Miraiボットネットは当初、ゲーム・サーバーを標的としたDoS攻撃を目的として設計されましたが、Jha氏の予想以上に強力でした。このボットネットは大手DNSプロバイダーを標的とし、米国東海岸の広大な地域をほぼ丸一日にわたってインターネットから事実上遮断しました。

2017年:サイバースパイ活動

マルウェアは長年にわたりサイバー戦争の重要な対象でしたが、2017年は比較的目立たないランサムウェア「Petya」に始まり、国家が支援するサイバー攻撃や仮想スパイ活動が活発化した年となりました。危険ではあったものの、フィッシングを通じて拡散したPetyaランサムウェアは、NotPetya ワイパー ワームに改変されるまでは特に感染力は強くありませんでした。このワイパー・ワームは、一ランサムウェアのように見えるもの、身代金を支払ってもユーザーのデータを破壊するプログラムでした。同じ年には、WannaCryランサムウェア・ワーム(ibm.com外部へのリンク)が、ヨーロッパ、特に英国の国民保健サービスで多くの著名な組織を攻撃しました。

NotPetyaはロシア諜報機関と関係があると考えられており、同機関がウクライナを攻撃するためにPetya ウイルスを改変した可能性があります。また、WannaCryは北朝鮮政府の諜報機関との関連性が疑われています。これら2つのマルウェア攻撃の共通点は何でしょうか。どちらの脆弱性も、国家安全保障局によって最初に発見された「Eternalblue」と呼ばれるMicrosoft Windowsの脆弱性によって有効化されました。Microsoft社は最終的に自らこの脆弱性を発見し、パッチ・プログラムを開発しましたが、ハッカーがこの脆弱性を悪用できるようになる前に報告しなかったことについてNSAを批判しました。

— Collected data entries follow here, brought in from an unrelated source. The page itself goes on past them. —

//! Edit planning: compare a freshly formatted comment against the generated block already
//! following its marker and emit a whole-line replacement only when they differ.

use crate::marker::Marker;
use crate::source_map::SourceMap;
use crate::span::{LineCol, Span};
use crate::text_edit::TextEdit;

/// The generated comment block currently in the document for a marker.
#[derive(Debug, Clone, PartialEq, Eq)]
pub struct PreviousComment {
    /// Block lines joined with the document's line ending.
    pub text: String,
    pub first_line: usize,
    pub last_line: usize,
}

/// Collects the marker's line plus every directly following continuation line, as delimited by
/// [`Marker::block_last_line`].
pub fn previous_comment(marker: &Marker, sm: &SourceMap<'_>, eol: &str) -> PreviousComment {
    let last_line = marker.block_last_line(sm);
    let lines: Vec<&str> = (marker.line..=last_line)
        .map(|line| sm.line_text(line).unwrap_or_default())
        .collect();

    PreviousComment {
        text: lines.join(eol),
        first_line: marker.line,
        last_line,
    }
}

#[derive(Debug, Clone, PartialEq, Eq)]
pub struct PlannedEdit {
    pub edit: TextEdit,
    pub start: LineCol,
    pub end: LineCol,
}

/// Plans the replacement of a marker's generated block with `comment`.
///
/// Returns `None` when the block already reads `comment`. The range runs from the start of the
/// marker line to the end of the block's last line, line terminator excluded.
pub fn plan_edit(
    marker: &Marker,
    comment: &str,
    sm: &SourceMap<'_>,
    eol: &str,
) -> Option<PlannedEdit> {
    let previous = previous_comment(marker, sm, eol);
    if previous.text == comment {
        tracing::trace!(line = marker.line, "generated comment is up to date");
        return None;
    }

    let start = sm.line_start(previous.first_line)?;
    let end = sm.line_end(previous.last_line)?;
    Some(PlannedEdit {
        edit: TextEdit {
            range: Span::new(start, end),
            new_text: comment.to_string(),
        },
        start: LineCol::new(previous.first_line, 1),
        end: LineCol::new(previous.last_line, end - sm.line_start(previous.last_line)? + 1),
    })
}

/// Edits of one pass, kept sorted and non-overlapping.
#[derive(Debug, Clone, Default, PartialEq, Eq)]
pub struct EditPlan {
    edits: Vec<PlannedEdit>,
}

impl EditPlan {
    /// Adds an edit. An edit overlapping one already planned is dropped and `false` returned.
    pub fn push(&mut self, planned: PlannedEdit) -> bool {
        let range = planned.edit.range;
        if self
            .edits
            .iter()
            .any(|existing| existing.edit.range.overlaps(&range) || existing.edit.range == range)
        {
            tracing::debug!(?range, "dropping overlapping edit");
            return false;
        }
        let idx = self
            .edits
            .partition_point(|existing| existing.edit.range.start < range.start);
        self.edits.insert(idx, planned);
        true
    }

    pub fn len(&self) -> usize {
        self.edits.len()
    }

    pub fn is_empty(&self) -> bool {
        self.edits.is_empty()
    }

    pub fn edits(&self) -> &[PlannedEdit] {
        &self.edits
    }

    pub fn into_text_edits(self) -> Vec<TextEdit> {
        self.edits.into_iter().map(|planned| planned.edit).collect()
    }
}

2019年:Ransomware-as-a-Service(RaaS)

近年、ランサムウェア・マルウェアは脅威の深刻さで注目を集めるものの、数自体は減少傾向にあります。しかし、ランサムウェア攻撃の成功例は減少しているとはいえ、ハッカーはより知名度の高い標的を狙い、より大きな被害を引き起こしています。近年勢いを増している厄介な問題はRansomware-as-a-Service(RaaS)です。ダークウェブのマーケットプレイスで提供される RaaS は、プロのハッカーが料金と引き換えにランサムウェア攻撃を実行するプラグ・アンド・プレイ式のプロトコルを提供しています。これまでのマルウェア攻撃にはある程度の高度な技術が必要でしたが、RaaSを提供する犯罪グループは、悪意と金銭さえあれば誰でも攻撃できるようにしました。

2021年:緊急事態

最初の注目を集めた二重脅迫型ランサムウェア攻撃は2019年に発生し、ハッカーがセキュリティーに特化した人材派遣会社Allied Universal社に侵入し、データを暗号化すると同時に盗んだデータをオンラインで公開すると脅迫しました。この追加レイヤーにより、Allied Universal社がファイルを復号化できたとしても、損害の大きなデータ侵害に見舞われることになります。この攻撃も注目に値するひどい事例でしたが、2021年に起きたColonial Pipeline社への攻撃は、暗示された脅威の深刻さでさらに記憶に残るものとなりました。当時、Colonial Pipeline社は米国東部のガソリンとジェット燃料の45%を供給していました。数日間続いたこの攻撃は東海岸沿いの公共部門と民間部門の両方に影響を及ぼし、バイデン米大統領は一時的な非常事態を宣言しました。

2022年:国家的緊急事態

ランサムウェア攻撃は減少しているように見えるかもしれませんが、高度に標的を絞った効果的な攻撃は、依然として恐ろしい脅威をもたらしています。2022年、コスタリカは一連のランサムウェア攻撃(ibm.com外部へのリンク)に見舞われ、まず財務省が機能不全に陥り、民間の輸出入ビジネスにも影響が出ました。その後の攻撃により、国の医療システムがオフラインとなり、国のすべての国民が直接影響を受ける可能性がありました。その結果、コスタリカは、サイバー攻撃に対応して国家緊急事態を宣言した最初の国となりました。